CIA-funded paramilitaries are wreaking havoc in Afghanistan.
It was in the middle of the night in December 2018 when members of the so-called Khost Protection Force (KPF) raided a home in the eastern Afghan province of Paktia and killed six people.
Among the victims were Naim Faruqi, a tribal elder and member of the local peace council, as well as his nephew, a young student. Both of them were executed by the paramilitary unit— by headshots – and this was not the first time something like this happened.
The KPF is an Afghan militia trained, equipped and funded by the CIA created in the early days of the so-called War on Terror in Afghanistan, and it regularly carries out manhunts. In many cases, the militia does not kill terrorists but rather civilians, which is particularly felt among the people of Afghanistan's southeastern provinces of Paktia, Paktika and Khost.
The KPF is one of many CIA-backed units in Afghanistan, as a recently published Human Rights Watch report points out. In total, the report focuses on 14 different cases that took place during the last two years all over the country.
Often, the scenario is very much the same. The units raid houses in the middle of the night, sometimes assisted by US soldiers, and indiscriminately kill people. Following this, they try to erase their tracks or intimidate surviving family members.
Since Donald Trump took over the White House, CIA operations in the country increased dramatically. Additionally, the question as to what happens to these militias after a potential negotiated settlement in Afghanistan remains a mystery.
Journalists and human rights observers who have followed the issue for years are aware that these CIA-backed units mostly do not kill insurgents, but could in fact be creating new ones.
The KPF as well as the infamous 01 and 02 units, who are mainly active in the Nangarhar region and elsewhere, have built their very own terror regimes, and they know that they could get away with most, maybe even all, crimes they commit.
"We are powerless against these people. Even the Afghan president can't do anything. These militias are solely under the control of the Americans. They can do what they want," and other statements like these are what I most regularly heard in Khost province when I conducted research there.
"In case after case, these forces have simply shot people in their custody and consigned entire communities to the terror of abusive night raids and indiscriminate airstrikes," said Patricia Gossman, Associate Asia Director and the report's author, after speaking to three dozen witnesses of such operations.
The United Nations regularly underlines the fact that pro-government forces, like the CIA-backed militias, continue to kill civilians. Between January and September 2019, at least 484 civilians have been killed by them, according to the recent UNAMA report.
At the same time, US airstrikes have increased. As the Pentagon itself revealed recently, US forces conducted 1,113 air raids in the month of September alone, a figure which amounts to an average of 40 air raids a day.
In most cases, the victims' identities will remain unknown. On September 18, drone strikes in Khogyani district, Nangarhar, killed more than 30 civilians. While the Americans and their Afghan allies labelled them "IS extremists", the victims turned out to be pine-nut farmers.
A few days later, another strike in Helmand province in the country's south targeted a group of wedding guests.

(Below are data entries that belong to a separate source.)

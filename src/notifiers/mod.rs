//! Webhook notification channels.
//!
//! Every configured channel receives each notification independently; a
//! failing channel never prevents delivery to the others.

pub mod dingtalk;
pub mod discord;
pub mod slack;

pub use dingtalk::DingTalkChannel;
pub use discord::DiscordChannel;
pub use slack::SlackChannel;

use async_trait::async_trait;
use futures::future::join_all;
use reqwest::Client;
use serde::Serialize;
use tracing::{debug, warn};

use crate::config::Config;
use crate::error::{MonitorError, Result};

/// Longest response body excerpt carried in a delivery error.
const MAX_ERROR_BODY: usize = 200;

/// A matched entry ready to be announced.
#[derive(Debug, Clone, PartialEq, Eq)]
pub struct Notification {
    pub title: String,
    pub detail_url: String,
    /// Keyword that selected the entry; `None` when no keywords are configured.
    pub keyword: Option<String>,
}

impl Notification {
    pub fn new(title: impl Into<String>, detail_url: impl Into<String>) -> Self {
        Self {
            title: title.into(),
            detail_url: detail_url.into(),
            keyword: None,
        }
    }

    pub fn with_keyword(mut self, keyword: Option<&str>) -> Self {
        self.keyword = keyword.map(str::to_string);
        self
    }
}

#[async_trait]
pub trait NotifyChannel: Send + Sync {
    fn name(&self) -> &'static str;

    async fn send(&self, notification: &Notification) -> Result<()>;
}

/// Outcome of one channel for one notification.
#[derive(Debug)]
pub struct DeliveryReport {
    pub channel: &'static str,
    pub result: Result<()>,
}

/// Fans a notification out to all configured channels.
#[derive(Default)]
pub struct Notifier {
    channels: Vec<Box<dyn NotifyChannel>>,
}

impl Notifier {
    pub fn new(channels: Vec<Box<dyn NotifyChannel>>) -> Self {
        Self { channels }
    }

    /// Channels for every non-empty webhook in the configuration.
    pub fn from_config(config: &Config, client: &Client) -> Self {
        let mut channels: Vec<Box<dyn NotifyChannel>> = Vec::new();

        if let Some(url) = config.slack_webhook() {
            channels.push(Box::new(SlackChannel::new(client.clone(), url)));
        }
        if let Some(url) = config.dingtalk_webhook() {
            channels.push(Box::new(DingTalkChannel::new(client.clone(), url)));
        }
        if let Some(url) = config.discord_webhook() {
            channels.push(Box::new(DiscordChannel::new(client.clone(), url)));
        }

        if channels.is_empty() {
            warn!("No notification channels configured, matches will only be logged");
        }

        Self { channels }
    }

    pub fn is_empty(&self) -> bool {
        self.channels.is_empty()
    }

    pub fn channel_names(&self) -> Vec<&'static str> {
        self.channels.iter().map(|c| c.name()).collect()
    }

    /// Send to every channel concurrently; reports come back in channel order.
    pub async fn dispatch(&self, notification: &Notification) -> Vec<DeliveryReport> {
        let sends = self.channels.iter().map(|channel| async move {
            let result = channel.send(notification).await;
            if result.is_ok() {
                debug!(channel = channel.name(), title = %notification.title, "Notification sent");
            }
            DeliveryReport {
                channel: channel.name(),
                result,
            }
        });

        join_all(sends).await
    }
}

/// POST a JSON payload and return the response body of a 2xx reply.
pub(crate) async fn post_json<T: Serialize + ?Sized>(
    client: &Client,
    channel: &str,
    webhook_url: &str,
    payload: &T,
) -> Result<String> {
    let response = client
        .post(webhook_url)
        .json(payload)
        .send()
        .await
        .map_err(|e| MonitorError::delivery(channel, format!("request failed: {e}")))?;

    let status = response.status();
    let body = response.text().await.unwrap_or_default();

    if status.is_success() {
        Ok(body)
    } else {
        Err(MonitorError::delivery(
            channel,
            format!("unexpected status code: {}, response: {}", status, excerpt(&body)),
        ))
    }
}

fn excerpt(body: &str) -> &str {
    match body.char_indices().nth(MAX_ERROR_BODY) {
        Some((idx, _)) => &body[..idx],
        None => body,
    }
}
use once_cell::sync::Lazy;
use scraper::{Html, Selector};

use crate::error::{MonitorError, Result};
use crate::models::Entry;
use crate::parsers::normalize_title;

/// Message links sit in a top-level list directly under `<body>`.
pub const LISTING_SELECTOR: &str = "html > body > ul > li > a";

static LISTING: Lazy<Selector> =
    Lazy::new(|| Selector::parse(LISTING_SELECTOR).expect("Invalid listing selector"));

/// Extract message entries in document order.
///
/// An empty result is not an error here; the caller decides whether an
/// empty listing means the page layout changed.
pub fn extract_entries(html: &str) -> Result<Vec<Entry>> {
    Ok(select_entries(html, &LISTING))
}

/// Extract entries from a custom anchor selector, e.g. for a mirror with a
/// different layout.
pub fn extract_with_selector(html: &str, selector: &str) -> Result<Vec<Entry>> {
    let selector = Selector::parse(selector)
        .map_err(|e| MonitorError::Parse(format!("invalid selector {selector:?}: {e:?}")))?;
    Ok(select_entries(html, &selector))
}

fn select_entries(html: &str, selector: &Selector) -> Vec<Entry> {
    let document = Html::parse_document(html);

    document
        .select(selector)
        .map(|anchor| {
            let link = anchor.value().attr("href").unwrap_or_default();
            let title = normalize_title(&anchor.text().collect::<String>());
            Entry::new(link, title)
        })
        .collect()
}

#[cfg(test)]
mod tests {
    use super::*;
    use pretty_assertions::assert_eq;

    const DAY_PAGE: &str = r#"<!DOCTYPE html>
<html>
<head><title>oss-security mailing list - 2024/05/01</title></head>
<body>
<h2>Messages for 2024/05/01</h2>
<ul>
<li><a href="1">CVE-1: heap
overflow in libfoo</a> (Alice)</li>
<li><a href="2">Re: CVE-1: heap overflow in libfoo</a> (Bob)</li>
<li><a href="3">Minor doc fix &amp; typo</a> (Carol)</li>
</ul>
<p><a href="../">Back to month</a></p>
</body>
</html>"#;

    #[test]
    fn test_extracts_entries_in_order() {
        let entries = extract_entries(DAY_PAGE).unwrap();
        assert_eq!(
            entries,
            vec![
                Entry::new("1", "CVE-1: heap overflow in libfoo"),
                Entry::new("2", "Re: CVE-1: heap overflow in libfoo"),
                Entry::new("3", "Minor doc fix & typo"),
            ]
        );
    }

    #[test]
    fn test_nested_lists_are_ignored() {
        let html = r#"<html><body><div><ul><li><a href="1">nested</a></li></ul></div></body></html>"#;
        assert!(extract_entries(html).unwrap().is_empty());
    }

    #[test]
    fn test_page_without_list_yields_nothing() {
        let html = "<html><body><p>No messages yet</p></body></html>";
        assert!(extract_entries(html).unwrap().is_empty());
    }

    #[test]
    fn test_anchor_without_href_keeps_empty_link() {
        let html = "<html><body><ul><li><a>untitled link</a></li></ul></body></html>";
        let entries = extract_entries(html).unwrap();
        assert_eq!(entries, vec![Entry::new("", "untitled link")]);
    }

    #[test]
    fn test_invalid_selector_is_parse_error() {
        let err = extract_with_selector(DAY_PAGE, "li > a[").unwrap_err();
        assert!(matches!(err, MonitorError::Parse(_)));
    }
}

Dozens of civilians were killed and injured while the Afghan government claimed to have killed alleged Al Qaeda militants.

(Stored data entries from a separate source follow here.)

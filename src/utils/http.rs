use reqwest::{Client, ClientBuilder};
use std::time::Duration;
use tracing::{debug, warn};

use crate::error::{MonitorError, Result};

pub fn default_user_agent() -> String {
    format!("vuln-monitor/{}", env!("CARGO_PKG_VERSION"))
}

pub fn create_client(user_agent: &str, timeout: Duration) -> Result<Client> {
    ClientBuilder::new()
        .user_agent(user_agent)
        .timeout(timeout)
        .pool_max_idle_per_host(2)
        .build()
        .map_err(|e| MonitorError::Config(format!("failed to build HTTP client: {e}")))
}

/// Single GET, no retries; anything but a 2xx status is a fetch failure.
pub async fn fetch_page(client: &Client, url: &str) -> Result<String> {
    let fetch_error = |reason: String| MonitorError::Fetch {
        url: url.to_string(),
        reason,
    };

    let response = client
        .get(url)
        .send()
        .await
        .map_err(|e| fetch_error(e.to_string()))?;

    let status = response.status();
    if !status.is_success() {
        warn!("HTTP error {}: {}", status, url);
        return Err(fetch_error(format!("unexpected status code: {status}")));
    }

    let body = response
        .text()
        .await
        .map_err(|e| fetch_error(format!("failed to read response body: {e}")))?;

    debug!(url, bytes = body.len(), "Fetched page");
    Ok(body)
}

#[cfg(test)]
mod tests {
    use super::*;
    use tokio_test::assert_ok;
    use wiremock::matchers::{header, method, path};
    use wiremock::{Mock, MockServer, ResponseTemplate};

    fn client() -> Client {
        create_client("vuln-monitor-test", Duration::from_secs(5)).unwrap()
    }

    #[tokio::test]
    async fn test_fetch_returns_body() {
        let server = MockServer::start().await;
        Mock::given(method("GET"))
            .and(path("/lists/oss-security/2024/05/01/"))
            .and(header("user-agent", "vuln-monitor-test"))
            .respond_with(ResponseTemplate::new(200).set_body_string("<html></html>"))
            .expect(1)
            .mount(&server)
            .await;

        let url = format!("{}/lists/oss-security/2024/05/01/", server.uri());
        let body = assert_ok!(fetch_page(&client(), &url).await);
        assert_eq!(body, "<html></html>");
    }

    #[tokio::test]
    async fn test_non_success_status_is_fetch_error() {
        let server = MockServer::start().await;
        Mock::given(method("GET"))
            .respond_with(ResponseTemplate::new(404))
            .mount(&server)
            .await;

        let err = fetch_page(&client(), &server.uri()).await.unwrap_err();
        match err {
            MonitorError::Fetch { reason, .. } => assert!(reason.contains("404")),
            other => panic!("unexpected error: {other}"),
        }
    }

    #[tokio::test]
    async fn test_unreachable_host_is_fetch_error() {
        let err = fetch_page(&client(), "http://127.0.0.1:1/").await.unwrap_err();
        assert!(matches!(err, MonitorError::Fetch { .. }));
    }
}
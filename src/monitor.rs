//! The polling cycle: fetch, extract, de-duplicate, filter, notify, persist.

use chrono::NaiveDate;
use std::sync::Arc;
use tokio::time::Instant;
use tracing::{debug, error, info, warn};

use crate::error::{MonitorError, Result};
use crate::filter::KeywordSet;
use crate::models::VisitedSet;
use crate::notifiers::{Notification, Notifier};
use crate::parsers::extract_entries;
use crate::scheduler::Ticker;
use crate::scrapers::ArchiveSource;
use crate::storage::VisitedStore;
use crate::utils::clock::Clock;

/// De-duplication state carried from one cycle to the next.
///
/// Only titles for `day` are held; a new day starts from an empty set.
#[derive(Debug, Default)]
pub struct MonitorState {
    pub day: Option<NaiveDate>,
    pub visited: VisitedSet,
}

/// Counters for one successful cycle.
#[derive(Debug, Clone, Default, PartialEq, Eq)]
pub struct CycleReport {
    pub day: Option<NaiveDate>,
    pub entries: usize,
    pub replies_skipped: usize,
    pub already_visited: usize,
    pub filtered_out: usize,
    pub matched: usize,
    pub delivery_failures: usize,
}

pub struct Monitor {
    source: Box<dyn ArchiveSource>,
    store: Box<dyn VisitedStore>,
    notifier: Notifier,
    keywords: KeywordSet,
    clock: Arc<dyn Clock>,
    state: MonitorState,
}

impl Monitor {
    pub fn new(
        source: Box<dyn ArchiveSource>,
        store: Box<dyn VisitedStore>,
        notifier: Notifier,
        keywords: KeywordSet,
        clock: Arc<dyn Clock>,
    ) -> Self {
        Self {
            source,
            store,
            notifier,
            keywords,
            clock,
            state: MonitorState::default(),
        }
    }

    pub fn state(&self) -> &MonitorState {
        &self.state
    }

    /// Run cycles on the ticker's schedule; `None` runs forever.
    pub async fn run(&mut self, ticker: &mut Ticker, max_cycles: Option<u64>) {
        let mut cycles = 0u64;

        loop {
            ticker.tick().await;
            info!("--- Starting check cycle for {} ---", self.clock.today());
            let started = Instant::now();

            match self.run_cycle().await {
                Ok(report) => info!(
                    entries = report.entries,
                    matched = report.matched,
                    already_visited = report.already_visited,
                    delivery_failures = report.delivery_failures,
                    elapsed_ms = started.elapsed().as_millis() as u64,
                    "Check cycle completed"
                ),
                Err(e) if e.aborts_cycle() => error!("Failed to fetch and parse content: {}", e),
                Err(e) => error!("Check cycle failed: {}", e),
            }

            cycles += 1;
            if max_cycles.is_some_and(|max| cycles >= max) {
                break;
            }
            info!("Waiting {} seconds until next cycle", ticker.period().as_secs());
        }
    }

    /// One full pass over today's listing.
    ///
    /// Fetch, parse and empty-listing failures return before any state is
    /// touched. Delivery and persistence failures are logged and the cycle
    /// carries on.
    pub async fn run_cycle(&mut self) -> Result<CycleReport> {
        let day = self.clock.today();
        let day_url = self.source.day_url(day)?;

        let html = self.source.fetch_listing(&day_url).await?;
        let entries = extract_entries(&html)?;
        if entries.is_empty() {
            return Err(MonitorError::NoItems {
                url: day_url.to_string(),
            });
        }
        debug!(url = %day_url, entries = entries.len(), "Extracted listing");

        self.refresh_state(day).await;

        let mut report = CycleReport {
            day: Some(day),
            entries: entries.len(),
            ..CycleReport::default()
        };

        for entry in entries {
            if entry.is_reply() {
                report.replies_skipped += 1;
                continue;
            }
            if self.state.visited.contains(&entry.title) {
                report.already_visited += 1;
                continue;
            }

            if self.keywords.matches(&entry.title) {
                let notification = Notification::new(&entry.title, entry.detail_url(&day_url))
                    .with_keyword(self.keywords.first_match(&entry.title));
                report.matched += 1;
                report.delivery_failures += self.notify(day, &notification).await;
            } else {
                report.filtered_out += 1;
            }

            // Marked regardless of delivery outcome: at most one attempt per day
            self.state.visited.insert(entry.title.clone());
            if let Err(e) = self.store.mark_visited(day, &entry.title).await {
                error!(title = %entry.title, error = %e, "Failed to persist visited title");
            }
        }

        Ok(report)
    }

    /// Send to every channel and append to the audit record; returns the
    /// number of channels that failed.
    async fn notify(&self, day: NaiveDate, notification: &Notification) -> usize {
        info!(
            title = %notification.title,
            url = %notification.detail_url,
            keyword = notification.keyword.as_deref().unwrap_or("*"),
            "New matching message"
        );

        let mut failures = 0;
        for delivery in self.notifier.dispatch(notification).await {
            if let Err(e) = delivery.result {
                error!(
                    channel = delivery.channel,
                    title = %notification.title,
                    error = %e,
                    "Failed to send notification"
                );
                failures += 1;
            }
        }

        if let Err(e) = self
            .store
            .record_notification(day, &notification.title, &notification.detail_url)
            .await
        {
            error!(title = %notification.title, error = %e, "Failed to append audit record");
        }

        failures
    }

    /// Align in-memory state with today's persisted record.
    async fn refresh_state(&mut self, day: NaiveDate) {
        if self.state.day != Some(day) {
            if let Some(previous) = self.state.day {
                info!("Day rolled over from {} to {}, starting a fresh visited set", previous, day);
            }
            self.state = MonitorState {
                day: Some(day),
                visited: VisitedSet::new(),
            };
        }

        match self.store.load(day).await {
            Ok(persisted) => self.state.visited.merge(persisted),
            Err(e) => warn!(
                error = %e,
                known = self.state.visited.len(),
                "Failed to load visited record, continuing with in-memory titles"
            ),
        }
    }
}
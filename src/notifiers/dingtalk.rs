use async_trait::async_trait;
use reqwest::Client;
use serde::Deserialize;
use serde_json::json;

use super::{post_json, Notification, NotifyChannel};
use crate::error::{MonitorError, Result};

/// DingTalk replies 200 even on failure and reports the outcome here.
#[derive(Debug, Deserialize)]
struct DingTalkReply {
    #[serde(default)]
    errcode: i64,
    #[serde(default)]
    errmsg: String,
}

/// DingTalk robot webhook (`{"msgtype": "text", ...}`).
pub struct DingTalkChannel {
    client: Client,
    webhook_url: String,
}

impl DingTalkChannel {
    pub fn new(client: Client, webhook_url: impl Into<String>) -> Self {
        Self {
            client,
            webhook_url: webhook_url.into(),
        }
    }
}

#[async_trait]
impl NotifyChannel for DingTalkChannel {
    fn name(&self) -> &'static str {
        "dingtalk"
    }

    async fn send(&self, notification: &Notification) -> Result<()> {
        let payload = json!({
            "msgtype": "text",
            "text": {
                "content": format!("{} {}", notification.title, notification.detail_url)
            }
        });

        let body = post_json(&self.client, self.name(), &self.webhook_url, &payload).await?;

        // Non-JSON bodies are accepted on status alone
        if let Ok(reply) = serde_json::from_str::<DingTalkReply>(&body) {
            if reply.errcode != 0 {
                return Err(MonitorError::delivery(
                    self.name(),
                    format!("errcode {}: {}", reply.errcode, reply.errmsg),
                ));
            }
        }

        Ok(())
    }
}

All the civilian casualties caused by American operations that are made public need to be considered as the bare minimum of those killed. Most of the places civilians are killed are remote villages, rarely visited by journalists and human rights observers, including those from international organisations. UNAMA, for example, uses a very conservative methodology for its civilian casualty count, requiring three different sources for each single casualty. It would be an understatement to say that meeting that threshold is difficult in many regions of Afghanistan. It is of course, the perpetrators— like the paramilitary units and their US-backers— who benefiting from this state of affairs..
At the moment, most criticism in Afghanistan is aimed at the Trump administration. However, CIA operations in Afghanistan are nothing new and they have played a huge role during the administrations of both George W. Bush and Barack Obama.
In 2012 in Nangarhar US soldiers and their Afghan units attacked a village named Kala Shaikh. During the raid, they attacked the house of Abdul Hadi Mohmand, who had close ties to the local government in Jalalabad, and killed his brother and nephew.
Noor ul Hadi, Mohmand's son, still has not forgotten the raid.
"They entered the house brutally and just started shooting. They didn't care about whom they were killing. When we demanded an investigation, we were just fobbed off," he said.
Though the US or the CIA won't likely be held accountable for the killing of civilians, these deaths weigh heavy on the Afghan psyche and the memories last – and can come back to haunt anyone involved in the conflict.